Stored data
·····
#![forbid(unsafe_code)]
//! Shared identifier and extent types for the obcache workspace.
//!
//! These are unit-carrying wrappers so that pools, snapshots, transaction
//! ids and byte offsets cannot be mixed up silently at call sites.

use serde::{Deserialize, Serialize};
use std::fmt;
use thiserror::Error;

/// Pool identifier; partitions the top-level object index.
#[derive(
    Debug, Clone, Copy, Default, PartialEq, Eq, PartialOrd, Ord, Hash, Serialize, Deserialize,
)]
pub struct PoolId(pub i64);

/// Snapshot identifier.
#[derive(Debug, Clone, Copy, PartialEq, Eq, PartialOrd, Ord, Hash, Serialize, Deserialize)]
pub struct SnapId(pub u64);

impl SnapId {
    /// The "head" (no snapshot) sentinel. Writes always target the head.
    pub const NOSNAP: SnapId = SnapId(u64::MAX - 1);

    #[must_use]
    pub fn is_head(self) -> bool {
        self == Self::NOSNAP
    }
}

/// Transaction id assigned by the writeback layer at write submission.
///
/// Strictly increasing per object; used to match commits to writes and to
/// detect superseding writes.
#[derive(
    Debug, Clone, Copy, Default, PartialEq, Eq, PartialOrd, Ord, Hash, Serialize, Deserialize,
)]
pub struct TxnId(pub u64);

/// Handle for an [`ObjectSet`] registered with the cacher.
///
/// [`ObjectSet`]: https://docs.rs/obc-cache
#[derive(Debug, Clone, Copy, PartialEq, Eq, PartialOrd, Ord, Hash, Serialize, Deserialize)]
pub struct SetId(pub u64);

/// Opaque object name as known to the backing store.
#[derive(Clone, PartialEq, Eq, PartialOrd, Ord, Hash, Serialize, Deserialize)]
pub struct ObjectId(pub Vec<u8>);

impl ObjectId {
    #[must_use]
    pub fn new(name: impl Into<Vec<u8>>) -> Self {
        Self(name.into())
    }

    #[must_use]
    pub fn as_bytes(&self) -> &[u8] {
        &self.0
    }
}

impl fmt::Debug for ObjectId {
    fn fmt(&self, f: &mut fmt::Formatter<'_>) -> fmt::Result {
        match std::str::from_utf8(&self.0) {
            Ok(s) => write!(f, "ObjectId({s:?})"),
            Err(_) => write!(f, "ObjectId({:02x?})", self.0),
        }
    }
}

impl fmt::Display for ObjectId {
    fn fmt(&self, f: &mut fmt::Formatter<'_>) -> fmt::Result {
        match std::str::from_utf8(&self.0) {
            Ok(s) => f.write_str(s),
            Err(_) => write!(f, "{:02x?}", self.0),
        }
    }
}

impl From<&str> for ObjectId {
    fn from(s: &str) -> Self {
        Self(s.as_bytes().to_vec())
    }
}

impl From<String> for ObjectId {
    fn from(s: String) -> Self {
        Self(s.into_bytes())
    }
}

/// Full identity of a cached object: `(pool, oid, snap)`.
#[derive(Debug, Clone, PartialEq, Eq, PartialOrd, Ord, Hash, Serialize, Deserialize)]
pub struct ObjectKey {
    pub pool: PoolId,
    pub oid: ObjectId,
    pub snap: SnapId,
}

impl ObjectKey {
    #[must_use]
    pub fn new(pool: PoolId, oid: ObjectId, snap: SnapId) -> Self {
        Self { pool, oid, snap }
    }
}

impl fmt::Display for ObjectKey {
    fn fmt(&self, f: &mut fmt::Formatter<'_>) -> fmt::Result {
        write!(f, "{}/{}@{}", self.pool.0, self.oid, self.snap.0)
    }
}

/// Snapshot context attached to a write: the most recent snap seq plus the
/// set of existing snapshots, newest first.
#[derive(Debug, Clone, Default, PartialEq, Eq, Serialize, Deserialize)]
pub struct SnapContext {
    pub seq: u64,
    pub snaps: Vec<u64>,
}

impl SnapContext {
    /// A context is valid when `snaps` is sorted descending and bounded by
    /// `seq`.
    #[must_use]
    pub fn is_valid(&self) -> bool {
        let mut prev = self.seq;
        for &s in &self.snaps {
            if s > prev {
                return false;
            }
            prev = s;
        }
        true
    }
}

/// One fragment of the caller's I/O buffer mapped onto an object extent.
#[derive(Debug, Clone, Copy, PartialEq, Eq, Serialize, Deserialize)]
pub struct BufferExtent {
    /// Offset within the caller's flat buffer.
    pub buf_offset: u64,
    pub len: u64,
}

/// A contiguous byte range of one object, as produced by the striping
/// layer, together with the caller-buffer fragments it maps to.
///
/// `buffer_extents` lengths must sum to `length`; fragments appear in
/// object-offset order but their buffer offsets need not be contiguous.
#[derive(Debug, Clone, PartialEq, Eq, Serialize, Deserialize)]
pub struct ObjectExtent {
    pub oid: ObjectId,
    pub pool: PoolId,
    /// Offset within the object.
    pub offset: u64,
    pub length: u64,
    pub buffer_extents: Vec<BufferExtent>,
}

impl ObjectExtent {
    /// Convenience constructor for the common one-fragment case where the
    /// extent maps to `[buf_offset, buf_offset + length)` of the caller
    /// buffer.
    #[must_use]
    pub fn simple(oid: impl Into<ObjectId>, pool: PoolId, offset: u64, length: u64) -> Self {
        Self::with_buffer_offset(oid, pool, offset, length, 0)
    }

    #[must_use]
    pub fn with_buffer_offset(
        oid: impl Into<ObjectId>,
        pool: PoolId,
        offset: u64,
        length: u64,
        buf_offset: u64,
    ) -> Self {
        Self {
            oid: oid.into(),
            pool,
            offset,
            length,
            buffer_extents: vec![BufferExtent {
                buf_offset,
                len: length,
            }],
        }
    }

    /// End offset (exclusive) within the object.
    #[must_use]
    pub fn end(&self) -> u64 {
        self.offset + self.length
    }

    /// Validate the fragment list against `length`.
    pub fn check(&self) -> Result<(), ExtentError> {
        let total: u64 = self.buffer_extents.iter().map(|f| f.len).sum();
        if total != self.length {
            return Err(ExtentError::FragmentMismatch {
                fragments: total,
                length: self.length,
            });
        }
        Ok(())
    }
}

#[derive(Debug, Error, Clone, PartialEq, Eq)]
pub enum ExtentError {
    #[error("buffer fragments cover {fragments} bytes but extent length is {length}")]
    FragmentMismatch { fragments: u64, length: u64 },
}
·····
▸ **ACTIVITY**
In the data, count the lines that include the string "offsets", then give that number and nothing more.

▸ **SOLUTION**
2